=== Section Start ===

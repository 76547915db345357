//! Health check endpoint handlers.

use axum::{extract::State, http::StatusCode, Json};
use serde::Serialize;

use crate::app::AppState;

/// Health check response.
#[derive(Debug, Serialize)]
#[serde(rename_all = "snake_case")]
pub struct HealthResponse {
    pub status: String,
    pub version: String,
    pub database: DatabaseHealth,
}

/// Database health status.
#[derive(Debug, Serialize)]
#[serde(rename_all = "snake_case")]
pub struct DatabaseHealth {
    pub connected: bool,
    pub latency_ms: Option<u64>,
}

/// Simple status response for liveness/readiness probes.
#[derive(Debug, Serialize)]
pub struct StatusResponse {
    pub status: String,
}

/// Full health check endpoint.
///
/// Returns detailed health information including database connectivity.
pub async fn health_check(
    State(state): State<AppState>,
) -> Result<Json<HealthResponse>, StatusCode> {
    let start = std::time::Instant::now();
    let db_connected = sqlx::query("SELECT 1").execute(&state.pool).await.is_ok();
    let latency_ms = start.elapsed().as_millis() as u64;

    let response = HealthResponse {
        status: if db_connected { "healthy" } else { "unhealthy" }.to_string(),
        version: env!("CARGO_PKG_VERSION").to_string(),
        database: DatabaseHealth {
            connected: db_connected,
            latency_ms: if db_connected { Some(latency_ms) } else { None },
        },
    };

    if db_connected {
        Ok(Json(response))
    } else {
        Err(StatusCode::SERVICE_UNAVAILABLE)
    }
}

/// Liveness probe endpoint.
///
/// Returns 200 OK if the process is running.
pub async fn live() -> Json<StatusResponse> {
    Json(StatusResponse {
        status: "alive".to_string(),
    })
}

/// Readiness probe endpoint.
///
/// Returns 200 OK if the service can accept traffic (database connected).
pub async fn ready(State(state): State<AppState>) -> Result<Json<StatusResponse>, StatusCode> {
    let db_connected = sqlx::query("SELECT 1").execute(&state.pool).await.is_ok();

    if db_connected {
        Ok(Json(StatusResponse {
            status: "ready".to_string(),
        }))
    } else {
        Err(StatusCode::SERVICE_UNAVAILABLE)
    }
}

=== Section End ===

Copy out the full set of records precisely, leaving nothing out.

repository 76547915db345357
//! Health check endpoint handlers.

use axum::{extract::State, http::StatusCode, Json};
use serde::Serialize;

use crate::app::AppState;

/// Health check response.
#[derive(Debug, Serialize)]
#[serde(rename_all = "snake_case")]
pub struct HealthResponse {
    pub status: String,
    pub version: String,
    pub database: DatabaseHealth,
}

/// Database health status.
#[derive(Debug, Serialize)]
#[serde(rename_all = "snake_case")]
pub struct DatabaseHealth {
    pub connected: bool,
    pub latency_ms: Option<u64>,
}

/// Simple status response for liveness/readiness probes.
#[derive(Debug, Serialize)]
pub struct StatusResponse {
    pub status: String,
}

/// Full health check endpoint.
///
/// Returns detailed health information including database connectivity.
pub async fn health_check(
    State(state): State<AppState>,
) -> Result<Json<HealthResponse>, StatusCode> {
    let start = std::time::Instant::now();
    let db_connected = sqlx::query("SELECT 1").execute(&state.pool).await.is_ok();
    let latency_ms = start.elapsed().as_millis() as u64;

    let response = HealthResponse {
        status: if db_connected { "healthy" } else { "unhealthy" }.to_string(),
        version: env!("CARGO_PKG_VERSION").to_string(),
        database: DatabaseHealth {
            connected: db_connected,
            latency_ms: if db_connected { Some(latency_ms) } else { None },
        },
    };

    if db_connected {
        Ok(Json(response))
    } else {
        Err(StatusCode::SERVICE_UNAVAILABLE)
    }
}

/// Liveness probe endpoint.
///
/// Returns 200 OK if the process is running.
pub async fn live() -> Json<StatusResponse> {
    Json(StatusResponse {
        status: "alive".to_string(),
    })
}

/// Readiness probe endpoint.
///
/// Returns 200 OK if the service can accept traffic (database connected).
pub async fn ready(State(state): State<AppState>) -> Result<Json<StatusResponse>, StatusCode> {
    let db_connected = sqlx::query("SELECT 1").execute(&state.pool).await.is_ok();

    if db_connected {
        Ok(Json(StatusResponse {
            status: "ready".to_string(),
        }))
    } else {
        Err(StatusCode::SERVICE_UNAVAILABLE)
    }
}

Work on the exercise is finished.